▸ **Task requirements**: Copy each line below holding "AnomalyType".

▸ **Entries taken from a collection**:
//! Anomaly detection rules
//!
//! | Rule | Fires when | Severity |
//! |------|-----------|----------|
//! | Timeout | elapsed > timeout threshold | <5s LOW, 5-10s MEDIUM, 10-20s HIGH, >20s CRITICAL |
//! | SignalDegradation | RSRP < threshold or SINR < threshold | banded by RSRP deficit |
//! | TargetUnavailable | reachability check fails | HIGH |
//! | Interference | level > 0.7 | HIGH above 0.9, else MEDIUM |
//! | NetworkCongestion | congestion > 0.8 or latency > 200 ms | MEDIUM above 0.9, else LOW |
//!
//! Rules are evaluated independently; a failing rule is logged and skipped
//! for that tick without affecting the others.

use crate::{Anomaly, AnomalySeverity, AnomalyType, HandoverContext, RecoveryError, Result};
use chrono::{DateTime, Utc};
use orbital_mechanics::SatelliteReachability;
use serde::{Deserialize, Serialize};
use std::collections::BTreeMap;
use std::sync::Arc;
use thiserror::Error;
use tracing::warn;

#[derive(Error, Debug, Clone, PartialEq)]
pub enum RuleError {
    #[error("{rule:?}: metric {metric} is not finite ({value})")]
    NonFiniteMetric {
        rule: Rule,
        metric: &'static str,
        value: f64,
    },
}

#[derive(Debug, Clone, Serialize, Deserialize)]
pub struct DetectorConfig {
    pub timeout_threshold_s: f64,
    pub rsrp_threshold_dbm: f64,
    pub sinr_threshold_db: f64,
    pub interference_threshold: f64,
    pub interference_high: f64,
    pub congestion_threshold: f64,
    pub congestion_medium: f64,
    pub latency_threshold_ms: f64,
    pub poll_interval_ms: u64,
    /// Consecutive MEDIUM ticks before escalating
    pub medium_recheck_ticks: u32,
    pub escalation_buffer: usize,
}

impl Default for DetectorConfig {
    fn default() -> Self {
        Self {
            timeout_threshold_s: 5.0,
            rsrp_threshold_dbm: -110.0,
            sinr_threshold_db: 5.0,
            interference_threshold: 0.7,
            interference_high: 0.9,
            congestion_threshold: 0.8,
            congestion_medium: 0.9,
            latency_threshold_ms: 200.0,
            poll_interval_ms: 500,
            medium_recheck_ticks: 3,
            escalation_buffer: 1000,
        }
    }
}

impl DetectorConfig {
    pub fn validate(&self) -> Result<()> {
        let finite = [
            self.timeout_threshold_s,
            self.rsrp_threshold_dbm,
            self.sinr_threshold_db,
            self.interference_threshold,
            self.interference_high,
            self.congestion_threshold,
            self.congestion_medium,
            self.latency_threshold_ms,
        ];
        if finite.iter().any(|v| !v.is_finite()) {
            return Err(RecoveryError::Configuration(
                "detector thresholds must be finite".to_string(),
            ));
        }
        if self.timeout_threshold_s <= 0.0 {
            return Err(RecoveryError::Configuration(format!(
                "timeout threshold {} must be positive",
                self.timeout_threshold_s
            )));
        }
        if self.interference_high < self.interference_threshold {
            return Err(RecoveryError::Configuration(
                "interference HIGH band below firing threshold".to_string(),
            ));
        }
        if self.congestion_medium < self.congestion_threshold {
            return Err(RecoveryError::Configuration(
                "congestion MEDIUM band below firing threshold".to_string(),
            ));
        }
        if self.poll_interval_ms == 0 {
            return Err(RecoveryError::Configuration(
                "poll interval must be non-zero".to_string(),
            ));
        }
        if self.medium_recheck_ticks == 0 || self.escalation_buffer == 0 {
            return Err(RecoveryError::Configuration(
                "recheck ticks and escalation buffer must be non-zero".to_string(),
            ));
        }
        Ok(())
    }
}

#[derive(Debug, Clone, Copy, PartialEq, Eq, Hash, Serialize, Deserialize)]
pub enum Rule {
    Timeout,
    SignalDegradation,
    TargetUnavailable,
    Interference,
    NetworkCongestion,
}

impl Rule {
    pub const ALL: [Rule; 5] = [
        Rule::Timeout,
        Rule::SignalDegradation,
        Rule::TargetUnavailable,
        Rule::Interference,
        Rule::NetworkCongestion,
    ];

    pub fn anomaly_type(&self) -> AnomalyType {
        match self {
            Rule::Timeout => AnomalyType::Timeout,
            Rule::SignalDegradation => AnomalyType::SignalDegradation,
            Rule::TargetUnavailable => AnomalyType::TargetUnavailable,
            Rule::Interference => AnomalyType::InterferenceDetected,
            Rule::NetworkCongestion => AnomalyType::NetworkCongestion,
        }
    }
}

type RuleResult = std::result::Result<Option<Anomaly>, RuleError>;

fn finite(rule: Rule, metric: &'static str, value: f64) -> std::result::Result<f64, RuleError> {
    if value.is_finite() {
        Ok(value)
    } else {
        Err(RuleError::NonFiniteMetric {
            rule,
            metric,
            value,
        })
    }
}

pub fn timeout_severity(elapsed_s: f64) -> AnomalySeverity {
    if elapsed_s < 5.0 {
        AnomalySeverity::Low
    } else if elapsed_s < 10.0 {
        AnomalySeverity::Medium
    } else if elapsed_s <= 20.0 {
        AnomalySeverity::High
    } else {
        AnomalySeverity::Critical
    }
}

/// Severity from how far RSRP sits below threshold. A SINR-only trigger
/// (no RSRP deficit) is LOW, or MEDIUM when SINR is negative.
pub fn signal_severity(rsrp_deficit_db: f64, sinr_db: Option<f64>) -> AnomalySeverity {
    if rsrp_deficit_db <= 0.0 {
        match sinr_db {
            Some(s) if s < 0.0 => AnomalySeverity::Medium,
            _ => AnomalySeverity::Low,
        }
    } else if rsrp_deficit_db <= 3.0 {
        AnomalySeverity::Medium
    } else if rsrp_deficit_db <= 10.0 {
        AnomalySeverity::High
    } else {
        AnomalySeverity::Critical
    }
}

pub struct DetectionRules {
    config: DetectorConfig,
    reachability: Option<Arc<dyn SatelliteReachability>>,
}

impl DetectionRules {
    pub fn new(
        config: DetectorConfig,
        reachability: Option<Arc<dyn SatelliteReachability>>,
    ) -> Result<Self> {
        config.validate()?;
        Ok(Self {
            config,
            reachability,
        })
    }

    pub fn config(&self) -> &DetectorConfig {
        &self.config
    }

    /// Run every rule once. Failing rules are skipped.
    pub fn evaluate(&self, context: &HandoverContext, now: DateTime<Utc>) -> Vec<Anomaly> {
        Rule::ALL
            .iter()
            .filter_map(|rule| match self.apply(*rule, context, now) {
                Ok(found) => found,
                Err(e) => {
                    warn!(
                        handover_id = %context.handover_id,
                        "Rule evaluation failed, skipping this tick: {}",
                        e
                    );
                    None
                }
            })
            .collect()
    }

    pub fn apply(&self, rule: Rule, context: &HandoverContext, now: DateTime<Utc>) -> RuleResult {
        match rule {
            Rule::Timeout => self.check_timeout(context, now),
            Rule::SignalDegradation => self.check_signal(context, now),
            Rule::TargetUnavailable => Ok(self.check_target(context, now)),
            Rule::Interference => self.check_interference(context, now),
            Rule::NetworkCongestion => self.check_congestion(context, now),
        }
    }

    fn check_timeout(&self, context: &HandoverContext, now: DateTime<Utc>) -> RuleResult {
        let elapsed = finite(Rule::Timeout, "elapsed_s", context.elapsed_s(now))?;
        if elapsed <= self.config.timeout_threshold_s {
            return Ok(None);
        }

        let mut metrics = BTreeMap::new();
        metrics.insert("elapsed_s".to_string(), elapsed);
        metrics.insert(
            "timeout_threshold_s".to_string(),
            self.config.timeout_threshold_s,
        );
        Ok(Some(Anomaly::new(
            AnomalyType::Timeout,
            timeout_severity(elapsed),
            context,
            now,
            vec![
                context.source_satellite.clone(),
                context.target_satellite.clone(),
            ],
            metrics,
        )))
    }

    fn check_signal(&self, context: &HandoverContext, now: DateTime<Utc>) -> RuleResult {
        let rsrp = finite(
            Rule::SignalDegradation,
            "rsrp_dbm",
            context.signal.rsrp_or_poor(),
        )?;
        let sinr = match context.signal.sinr_db {
            Some(s) => Some(finite(Rule::SignalDegradation, "sinr_db", s)?),
            None => None,
        };

        let rsrp_low = rsrp < self.config.rsrp_threshold_dbm;
        let sinr_low = sinr.is_some_and(|s| s < self.config.sinr_threshold_db);
        if !rsrp_low && !sinr_low {
            return Ok(None);
        }

        let deficit = self.config.rsrp_threshold_dbm - rsrp;
        let mut metrics = BTreeMap::new();
        metrics.insert("rsrp_dbm".to_string(), rsrp);
        metrics.insert("rsrp_deficit_db".to_string(), deficit);
        if let Some(s) = sinr {
            metrics.insert("sinr_db".to_string(), s);
        }
        Ok(Some(Anomaly::new(
            AnomalyType::SignalDegradation,
            signal_severity(deficit, sinr),
            context,
            now,
            vec![context.target_satellite.clone()],
            metrics,
        )))
    }

    fn check_target(&self, context: &HandoverContext, now: DateTime<Utc>) -> Option<Anomaly> {
        let reachability = self.reachability.as_ref()?;
        if reachability.is_reachable(&context.target_satellite) {
            return None;
        }
        let mut metrics = BTreeMap::new();
        metrics.insert("reachable".to_string(), 0.0);
        Some(Anomaly::new(
            AnomalyType::TargetUnavailable,
            AnomalySeverity::High,
            context,
            now,
            vec![context.target_satellite.clone()],
            metrics,
        ))
    }

    fn check_interference(&self, context: &HandoverContext, now: DateTime<Utc>) -> RuleResult {
        let level = match context.network.interference_level {
            Some(l) => finite(Rule::Interference, "interference_level", l)?,
            None => return Ok(None),
        };
        if level <= self.config.interference_threshold {
            return Ok(None);
        }
        let severity = if level > self.config.interference_high {
            AnomalySeverity::High
        } else {
            AnomalySeverity::Medium
        };
        let mut metrics = BTreeMap::new();
        metrics.insert("interference_level".to_string(), level);
        Ok(Some(Anomaly::new(
            AnomalyType::InterferenceDetected,
            severity,
            context,
            now,
            vec![context.target_satellite.clone()],
            metrics,
        )))
    }

    fn check_congestion(&self, context: &HandoverContext, now: DateTime<Utc>) -> RuleResult {
        let congestion = match context.network.congestion_level {
            Some(c) => Some(finite(Rule::NetworkCongestion, "congestion_level", c)?),
            None => None,
        };
        let latency = match context.network.latency_ms {
            Some(l) => Some(finite(Rule::NetworkCongestion, "latency_ms", l)?),
            None => None,
        };

        let congested = congestion.is_some_and(|c| c > self.config.congestion_threshold);
        let slow = latency.is_some_and(|l| l > self.config.latency_threshold_ms);
        if !congested && !slow {
            return Ok(None);
        }

        let severity = if congestion.is_some_and(|c| c > self.config.congestion_medium) {
            AnomalySeverity::Medium
        } else {
            AnomalySeverity::Low
        };
        let mut metrics = BTreeMap::new();
        if let Some(c) = congestion {
            metrics.insert("congestion_level".to_string(), c);
        }
        if let Some(l) = latency {
            metrics.insert("latency_ms".to_string(), l);
        }
        Ok(Some(Anomaly::new(
            AnomalyType::NetworkCongestion,
            severity,
            context,
            now,
            vec![
                context.source_satellite.clone(),
                context.target_satellite.clone(),
            ],
            metrics,
        )))
    }
}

▸ **Task response**:
use crate::{Anomaly, AnomalySeverity, AnomalyType, HandoverContext, RecoveryError, Result};
    pub fn anomaly_type(&self) -> AnomalyType {
            Rule::Timeout => AnomalyType::Timeout,
            Rule::SignalDegradation => AnomalyType::SignalDegradation,
            Rule::TargetUnavailable => AnomalyType::TargetUnavailable,
            Rule::Interference => AnomalyType::InterferenceDetected,
            Rule::NetworkCongestion => AnomalyType::NetworkCongestion,
            AnomalyType::Timeout,
            AnomalyType::SignalDegradation,
            AnomalyType::TargetUnavailable,
            AnomalyType::InterferenceDetected,
            AnomalyType::NetworkCongestion,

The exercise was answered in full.